(Dataset entries)
===============

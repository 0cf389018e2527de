//! CLI error types for structured error handling.
//!
//! This module provides typed errors that map to specific exit codes,
//! enabling consistent error handling across the CLI.

use std::fmt;

use vault_core::{ErrorKind, VaultError};

/// CLI-specific errors with associated exit codes.
#[derive(Debug)]
pub enum CliError {
    /// Resource not found (config, session, record)
    NotFound { message: String, hint: String },

    /// Authentication failed (credentials or session token)
    AuthFailed {
        message: String,
        hint: Option<String>,
    },

    /// Invalid user input
    InvalidInput(String),

    /// Login already taken
    Conflict(String),
}

impl fmt::Display for CliError {
    fn fmt(&self, f: &mut fmt::Formatter<'_>) -> fmt::Result {
        match self {
            CliError::NotFound { message, hint } => {
                write!(f, "{}\n{}", message, hint)
            }
            CliError::AuthFailed { message, hint } => {
                if let Some(h) = hint {
                    write!(f, "{}\n{}", message, h)
                } else {
                    write!(f, "{}", message)
                }
            }
            CliError::InvalidInput(message) | CliError::Conflict(message) => {
                write!(f, "{}", message)
            }
        }
    }
}

impl std::error::Error for CliError {}

impl CliError {
    /// Create a NotFound error with message and hint.
    pub fn not_found(message: impl Into<String>, hint: impl Into<String>) -> Self {
        CliError::NotFound {
            message: message.into(),
            hint: hint.into(),
        }
    }

    /// Create an AuthFailed error with message and hint.
    pub fn auth_failed_with_hint(message: impl Into<String>, hint: impl Into<String>) -> Self {
        CliError::AuthFailed {
            message: message.into(),
            hint: Some(hint.into()),
        }
    }

    /// Create an InvalidInput error.
    pub fn invalid_input(message: impl Into<String>) -> Self {
        CliError::InvalidInput(message.into())
    }

    /// Classify a core error, if it has a dedicated exit code.
    ///
    /// Storage and internal failures return `None` and exit with 1.
    pub fn from_vault(err: &VaultError) -> Option<Self> {
        match err.kind() {
            ErrorKind::NotFound => Some(CliError::not_found(
                err.to_string(),
                "Hint: Record IDs are printed by the matching `add` command.",
            )),
            ErrorKind::Auth => Some(CliError::AuthFailed {
                message: err.client_message(),
                hint: None,
            }),
            ErrorKind::Validation => Some(CliError::InvalidInput(err.to_string())),
            ErrorKind::Conflict => Some(CliError::Conflict(err.to_string())),
            ErrorKind::Storage | ErrorKind::Internal => None,
        }
    }

    /// Get the exit code for this error.
    pub fn exit_code(&self) -> i32 {
        use super::constants::exit_codes;
        match self {
            CliError::NotFound { .. } => exit_codes::NOT_FOUND,
            CliError::AuthFailed { .. } => exit_codes::AUTH_FAILED,
            CliError::InvalidInput(_) => exit_codes::INVALID_INPUT,
            CliError::Conflict(_) => exit_codes::CONFLICT,
        }
    }

    /// Print error message to stderr and exit with appropriate code.
    pub fn exit(&self) -> ! {
        eprintln!("Error: {}", self);
        std::process::exit(self.exit_code())
    }
}
//! Password and secret prompts.

use std::io::{IsTerminal, Read};

use dialoguer::Password;
use secrecy::SecretString;
use zeroize::Zeroizing;

use crate::constants::env;
use crate::errors::CliError;

/// Read the account password from `VAULT_PASSWORD` or an interactive prompt.
///
/// With `confirm`, the prompt asks twice (used at registration).
pub fn read_password(confirm: bool) -> anyhow::Result<SecretString> {
    if let Ok(value) = std::env::var(env::PASSWORD) {
        if !value.is_empty() {
            return Ok(SecretString::from(value));
        }
    }
    if !std::io::stdin().is_terminal() {
        return Err(CliError::invalid_input(format!(
            "No password provided and no TTY available. Set {}.",
            env::PASSWORD
        ))
        .into());
    }

    let mut prompt = Password::new().with_prompt("Password");
    if confirm {
        prompt = prompt.with_confirmation("Confirm password", "Passwords do not match");
    }
    let value = prompt
        .interact()
        .map_err(|e| anyhow::anyhow!("Failed to read password: {}", e))?;
    Ok(SecretString::from(value))
}

/// Card number and CVV entered by the user.
pub struct CardSecrets {
    pub number: String,
    pub cvv: String,
}

/// Read a card number and CVV.
///
/// On a terminal both are prompted for without echo. Otherwise stdin must
/// hold the number on the first line and the CVV on the second.
pub fn read_card_secrets() -> anyhow::Result<CardSecrets> {
    let mut stdin = std::io::stdin();
    if stdin.is_terminal() {
        return Ok(CardSecrets {
            number: prompt_hidden("Card number")?,
            cvv: prompt_hidden("CVV")?,
        });
    }

    let mut input = Zeroizing::new(String::new());
    stdin
        .read_to_string(&mut input)
        .map_err(|e| anyhow::anyhow!("Failed to read stdin: {}", e))?;
    let mut lines = input.lines().map(str::trim).filter(|line| !line.is_empty());
    match (lines.next(), lines.next()) {
        (Some(number), Some(cvv)) => Ok(CardSecrets {
            number: number.to_string(),
            cvv: cvv.to_string(),
        }),
        _ => Err(CliError::invalid_input(
            "Expected the card number and CVV on stdin, one per line",
        )
        .into()),
    }
}

fn prompt_hidden(label: &str) -> anyhow::Result<String> {
    Password::new()
        .with_prompt(label)
        .interact()
        .map_err(|e| anyhow::anyhow!("Failed to read {}: {}", label, e))
}
//! Application-level utilities for the Vault CLI.
//!
//! This module provides:
//! - Path resolution for config and session files
//! - The lazily-opened application context
//! - Password and card secret prompting

mod context;
mod password;
mod resolver;

// Re-export public API
pub use context::AppContext;
pub use password::{read_card_secrets, read_password};
pub use resolver::{resolve_config_path, session_token_path};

===============

Each entry above is to be copied out exactly.

repository 0cf389018e2527de
//! CLI error types for structured error handling.
//!
//! This module provides typed errors that map to specific exit codes,
//! enabling consistent error handling across the CLI.

use std::fmt;

use vault_core::{ErrorKind, VaultError};

/// CLI-specific errors with associated exit codes.
#[derive(Debug)]
pub enum CliError {
    /// Resource not found (config, session, record)
    NotFound { message: String, hint: String },

    /// Authentication failed (credentials or session token)
    AuthFailed {
        message: String,
        hint: Option<String>,
    },

    /// Invalid user input
    InvalidInput(String),

    /// Login already taken
    Conflict(String),
}

impl fmt::Display for CliError {
    fn fmt(&self, f: &mut fmt::Formatter<'_>) -> fmt::Result {
        match self {
            CliError::NotFound { message, hint } => {
                write!(f, "{}\n{}", message, hint)
            }
            CliError::AuthFailed { message, hint } => {
                if let Some(h) = hint {
                    write!(f, "{}\n{}", message, h)
                } else {
                    write!(f, "{}", message)
                }
            }
            CliError::InvalidInput(message) | CliError::Conflict(message) => {
                write!(f, "{}", message)
            }
        }
    }
}

impl std::error::Error for CliError {}

impl CliError {
    /// Create a NotFound error with message and hint.
    pub fn not_found(message: impl Into<String>, hint: impl Into<String>) -> Self {
        CliError::NotFound {
            message: message.into(),
            hint: hint.into(),
        }
    }

    /// Create an AuthFailed error with message and hint.
    pub fn auth_failed_with_hint(message: impl Into<String>, hint: impl Into<String>) -> Self {
        CliError::AuthFailed {
            message: message.into(),
            hint: Some(hint.into()),
        }
    }

    /// Create an InvalidInput error.
    pub fn invalid_input(message: impl Into<String>) -> Self {
        CliError::InvalidInput(message.into())
    }

    /// Classify a core error, if it has a dedicated exit code.
    ///
    /// Storage and internal failures return `None` and exit with 1.
    pub fn from_vault(err: &VaultError) -> Option<Self> {
        match err.kind() {
            ErrorKind::NotFound => Some(CliError::not_found(
                err.to_string(),
                "Hint: Record IDs are printed by the matching `add` command.",
            )),
            ErrorKind::Auth => Some(CliError::AuthFailed {
                message: err.client_message(),
                hint: None,
            }),
            ErrorKind::Validation => Some(CliError::InvalidInput(err.to_string())),
            ErrorKind::Conflict => Some(CliError::Conflict(err.to_string())),
            ErrorKind::Storage | ErrorKind::Internal => None,
        }
    }

    /// Get the exit code for this error.
    pub fn exit_code(&self) -> i32 {
        use super::constants::exit_codes;
        match self {
            CliError::NotFound { .. } => exit_codes::NOT_FOUND,
            CliError::AuthFailed { .. } => exit_codes::AUTH_FAILED,
            CliError::InvalidInput(_) => exit_codes::INVALID_INPUT,
            CliError::Conflict(_) => exit_codes::CONFLICT,
        }
    }

    /// Print error message to stderr and exit with appropriate code.
    pub fn exit(&self) -> ! {
        eprintln!("Error: {}", self);
        std::process::exit(self.exit_code())
    }
}
//! Password and secret prompts.

use std::io::{IsTerminal, Read};

use dialoguer::Password;
use secrecy::SecretString;
use zeroize::Zeroizing;

use crate::constants::env;
use crate::errors::CliError;

/// Read the account password from `VAULT_PASSWORD` or an interactive prompt.
///
/// With `confirm`, the prompt asks twice (used at registration).
pub fn read_password(confirm: bool) -> anyhow::Result<SecretString> {
    if let Ok(value) = std::env::var(env::PASSWORD) {
        if !value.is_empty() {
            return Ok(SecretString::from(value));
        }
    }
    if !std::io::stdin().is_terminal() {
        return Err(CliError::invalid_input(format!(
            "No password provided and no TTY available. Set {}.",
            env::PASSWORD
        ))
        .into());
    }

    let mut prompt = Password::new().with_prompt("Password");
    if confirm {
        prompt = prompt.with_confirmation("Confirm password", "Passwords do not match");
    }
    let value = prompt
        .interact()
        .map_err(|e| anyhow::anyhow!("Failed to read password: {}", e))?;
    Ok(SecretString::from(value))
}

/// Card number and CVV entered by the user.
pub struct CardSecrets {
    pub number: String,
    pub cvv: String,
}

/// Read a card number and CVV.
///
/// On a terminal both are prompted for without echo. Otherwise stdin must
/// hold the number on the first line and the CVV on the second.
pub fn read_card_secrets() -> anyhow::Result<CardSecrets> {
    let mut stdin = std::io::stdin();
    if stdin.is_terminal() {
        return Ok(CardSecrets {
            number: prompt_hidden("Card number")?,
            cvv: prompt_hidden("CVV")?,
        });
    }

    let mut input = Zeroizing::new(String::new());
    stdin
        .read_to_string(&mut input)
        .map_err(|e| anyhow::anyhow!("Failed to read stdin: {}", e))?;
    let mut lines = input.lines().map(str::trim).filter(|line| !line.is_empty());
    match (lines.next(), lines.next()) {
        (Some(number), Some(cvv)) => Ok(CardSecrets {
            number: number.to_string(),
            cvv: cvv.to_string(),
        }),
        _ => Err(CliError::invalid_input(
            "Expected the card number and CVV on stdin, one per line",
        )
        .into()),
    }
}

fn prompt_hidden(label: &str) -> anyhow::Result<String> {
    Password::new()
        .with_prompt(label)
        .interact()
        .map_err(|e| anyhow::anyhow!("Failed to read {}: {}", label, e))
}
//! Application-level utilities for the Vault CLI.
//!
//! This module provides:
//! - Path resolution for config and session files
//! - The lazily-opened application context
//! - Password and card secret prompting

mod context;
mod password;
mod resolver;

// Re-export public API
pub use context::AppContext;
pub use password::{read_card_secrets, read_password};
pub use resolver::{resolve_config_path, session_token_path};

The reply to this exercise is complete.